Take a couple of heads of garlic, sit them in some oil with spices, and cook for an hour or two, then spread it on bread. It's great...with the right kind of garlic. With the wrong kind, you'll be praying for death, and so will everyone around you.

I've tried this a couple of times, and trial and error is not cutting it. Does anyone know a variety of garlic that is mild enough for this sort of thing, but still possible to find in a store?
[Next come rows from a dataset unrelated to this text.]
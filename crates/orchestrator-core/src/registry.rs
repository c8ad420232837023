// Copyright (c) 2025 Workflow Orchestration Team
// SPDX-License-Identifier: Apache-2.0

//! Service identifier to endpoint resolution.

use crate::error::{OrchestratorError, Result};
use crate::workflow::ServiceId;
use dashmap::DashMap;

/// Static-ish mapping of `ServiceId` to base URL, seeded at startup.
///
/// Registration is append-only during a run; re-registering the same id
/// replaces its URL atomically (a single `DashMap` entry write).
#[derive(Debug, Default)]
pub struct ServiceRegistry {
    endpoints: DashMap<ServiceId, String>,
}

impl ServiceRegistry {
    pub fn new() -> Self {
        Self::default()
    }

    /// Registers (or replaces) the base URL for a service.
    pub fn register(&self, service_id: ServiceId, base_url: impl Into<String>) {
        self.endpoints.insert(service_id, base_url.into());
    }

    /// Resolves a service id to its base URL.
    pub fn resolve(&self, service_id: ServiceId) -> Result<String> {
        self.endpoints
            .get(&service_id)
            .map(|entry| entry.clone())
            .ok_or_else(|| OrchestratorError::UnknownService(service_id.to_string()))
    }

    /// True if the service has a registered endpoint.
    pub fn is_registered(&self, service_id: ServiceId) -> bool {
        self.endpoints.contains_key(&service_id)
    }

    /// Snapshot of all registered services, for introspection.
    pub fn all(&self) -> Vec<(ServiceId, String)> {
        self.endpoints
            .iter()
            .map(|entry| (*entry.key(), entry.value().clone()))
            .collect()
    }
}
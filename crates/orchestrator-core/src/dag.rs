// Copyright (c) 2025 Workflow Orchestration Team
// SPDX-License-Identifier: Apache-2.0

//! Topological layering of workflow steps into concurrent-safe waves.

use crate::error::{OrchestratorError, Result};
use crate::workflow::WorkflowStep;
use petgraph::graph::{DiGraph, NodeIndex};
use std::collections::HashMap;

/// A wave is a maximal set of steps whose dependencies are all satisfied by
/// earlier waves. Intra-wave ordering is unspecified.
pub type Wave = Vec<String>;

/// The planned execution order for one workflow: a sequence of waves.
#[derive(Debug, Clone)]
pub struct WorkflowDag {
    pub waves: Vec<Wave>,
}

impl WorkflowDag {
    /// Builds the wave layering for a step list, using Kahn-style
    /// repeated extraction of zero-unmet-dependency nodes.
    ///
    /// Fails with `CyclicDependency` if steps remain but none are
    /// selectable, and with `MissingDependency` if a `depends_on` entry
    /// names an unknown step (callers should usually have already run
    /// `WorkflowDefinition::validate`, which checks this first).
    pub fn from_steps(steps: &[WorkflowStep]) -> Result<Self> {
        let mut graph: DiGraph<String, ()> = DiGraph::new();
        let mut index_of: HashMap<&str, NodeIndex> = HashMap::new();

        for step in steps {
            let idx = graph.add_node(step.step_id.clone());
            index_of.insert(step.step_id.as_str(), idx);
        }

        for step in steps {
            let to = index_of[step.step_id.as_str()];
            for dep in &step.depends_on {
                let from = *index_of.get(dep.as_str()).ok_or_else(|| {
                    OrchestratorError::MissingDependency {
                        step_id: step.step_id.clone(),
                        dep: dep.clone(),
                    }
                })?;
                graph.add_edge(from, to, ());
            }
        }

        let mut unmet: HashMap<NodeIndex, usize> = graph
            .node_indices()
            .map(|idx| (idx, graph.neighbors_directed(idx, petgraph::Incoming).count()))
            .collect();

        let mut waves = Vec::new();
        let mut remaining: std::collections::HashSet<NodeIndex> = graph.node_indices().collect();

        while !remaining.is_empty() {
            let ready: Vec<NodeIndex> = remaining
                .iter()
                .copied()
                .filter(|idx| unmet[idx] == 0)
                .collect();

            if ready.is_empty() {
                let mut remaining_ids: Vec<String> = remaining
                    .iter()
                    .map(|idx| graph[*idx].clone())
                    .collect();
                remaining_ids.sort();
                return Err(OrchestratorError::CyclicDependency(remaining_ids));
            }

            let mut wave: Vec<String> = ready.iter().map(|idx| graph[*idx].clone()).collect();
            wave.sort();

            for idx in &ready {
                remaining.remove(idx);
                for succ in graph.neighbors_directed(*idx, petgraph::Outgoing) {
                    if let Some(count) = unmet.get_mut(&succ) {
                        *count -= 1;
                    }
                }
            }

            waves.push(wave);
        }

        Ok(Self { waves })
    }

    /// Total number of steps across all waves.
    pub fn step_count(&self) -> usize {
        self.waves.iter().map(|w| w.len()).sum()
    }
}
  • "Best variety" presupposes an answer (that your problem is related to the variety, and not the condition of the garlic or the technique used to prepare it). Best just ask, "How should I roast garlic?" and describe your problem in detail...
    – Shog9
    Jul 13, 2010 at 2:59

3 Answers 3


Almost all readily available garlic is of the softneck variety. The mildest of true softnecks is artichoke garlic. Aside from a true softneck garlic, you may also want to try Elephant garlic. This is milder than true garlic, as it is actually part of the leek family, and might be too mild for what you're attempting to do here. Try both!
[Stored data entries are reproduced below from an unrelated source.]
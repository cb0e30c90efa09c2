//! Data types and sharing permissions.

use serde_json::{json, Value};
use tracing::warn;

use crate::client::ApiClient;
use crate::error::ApiError;
use crate::transport::Transport;
use crate::types::{DataPermission, DataType};

impl<T: Transport> ApiClient<T> {
    pub fn get_data_types(&self) -> Result<Vec<DataType>, ApiError> {
        self.get("/api/data-types")?.field("data_types")
    }

    pub fn get_data_permissions(&self) -> Result<Vec<DataPermission>, ApiError> {
        self.get("/api/data-permissions")?.field("permissions")
    }

    /// Enable or disable sharing of one data type.
    ///
    /// Reads the full permission list, changes the matching entry and writes
    /// the list back. The read and the write are separate requests: a change
    /// made by another client in between is overwritten. Callers that update
    /// permissions concurrently must serialize these calls themselves.
    pub fn update_data_permission(&self, data_type: &str, enabled: bool) -> Result<Value, ApiError> {
        let mut permissions = self.get_data_permissions()?;

        let mut matched = false;
        for permission in permissions.iter_mut().filter(|p| p.data_type == data_type) {
            permission.enabled = enabled;
            matched = true;
        }
        if !matched {
            warn!(data_type, "no permission entry for data type, writing list unchanged");
        }

        self.post("/api/data-permissions", &json!({ "permissions": permissions }))?
            .into_json()
    }
}
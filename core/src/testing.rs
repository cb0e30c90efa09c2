//! In-memory transport for unit tests.

use std::collections::VecDeque;
use std::sync::Mutex;

use serde_json::Value;

use crate::error::TransportError;
use crate::http::{HttpRequest, HttpResponse};
use crate::transport::Transport;

/// Records every request and replays queued responses in order.
#[derive(Debug, Default)]
pub struct MockTransport {
    requests: Mutex<Vec<HttpRequest>>,
    responses: Mutex<VecDeque<Result<HttpResponse, TransportError>>>,
}

impl MockTransport {
    pub fn with_responses(responses: Vec<HttpResponse>) -> Self {
        Self {
            requests: Mutex::default(),
            responses: Mutex::new(responses.into_iter().map(Ok).collect()),
        }
    }

    pub fn failing(error: TransportError) -> Self {
        Self {
            requests: Mutex::default(),
            responses: Mutex::new(VecDeque::from([Err(error)])),
        }
    }

    pub fn requests(&self) -> Vec<HttpRequest> {
        self.requests.lock().unwrap().clone()
    }

    /// JSON bodies of the recorded requests, `Null` for body-less ones.
    pub fn bodies(&self) -> Vec<Value> {
        self.requests()
            .iter()
            .map(|r| {
                r.body
                    .as_deref()
                    .map(|b| serde_json::from_str(b).unwrap())
                    .unwrap_or(Value::Null)
            })
            .collect()
    }
}

impl Transport for MockTransport {
    fn execute(&self, request: &HttpRequest) -> Result<HttpResponse, TransportError> {
        self.requests.lock().unwrap().push(request.clone());
        self.responses
            .lock()
            .unwrap()
            .pop_front()
            .unwrap_or_else(|| Err(TransportError::Other("no response queued".to_string())))
    }
}

pub fn json_response(status: u16, body: Value) -> HttpResponse {
    HttpResponse {
        status,
        headers: vec![("content-type".to_string(), "application/json".to_string())],
        body: body.to_string(),
    }
}

pub fn text_response(status: u16, body: &str) -> HttpResponse {
    HttpResponse {
        status,
        headers: vec![("content-type".to_string(), "text/plain; charset=utf-8".to_string())],
        body: body.to_string(),
    }
}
I've never had a problem with the generic stuff available in your general supermarket -- I can only assume that you've either burned the garlic (nasty and bitter), or haven't cooked it long enough to develop the sugars (still potent & hot), or that the garlic was bruised before cooking.

I cut off the tops of the head to expose the cloves, place it on a piece of aluminum foil, drizzle with oil, sprinkle with salt, and wrap it up. Toss it into a 375F oven (190C), and leave for an hour.

It should turn soft all the way through. Grab the head (I have welding gloves that I use as potholders, if you don't, you might need to let cool for a few minutes), and squeeze over a plate -- the cloves should pop out easily and be a medium to dark brown.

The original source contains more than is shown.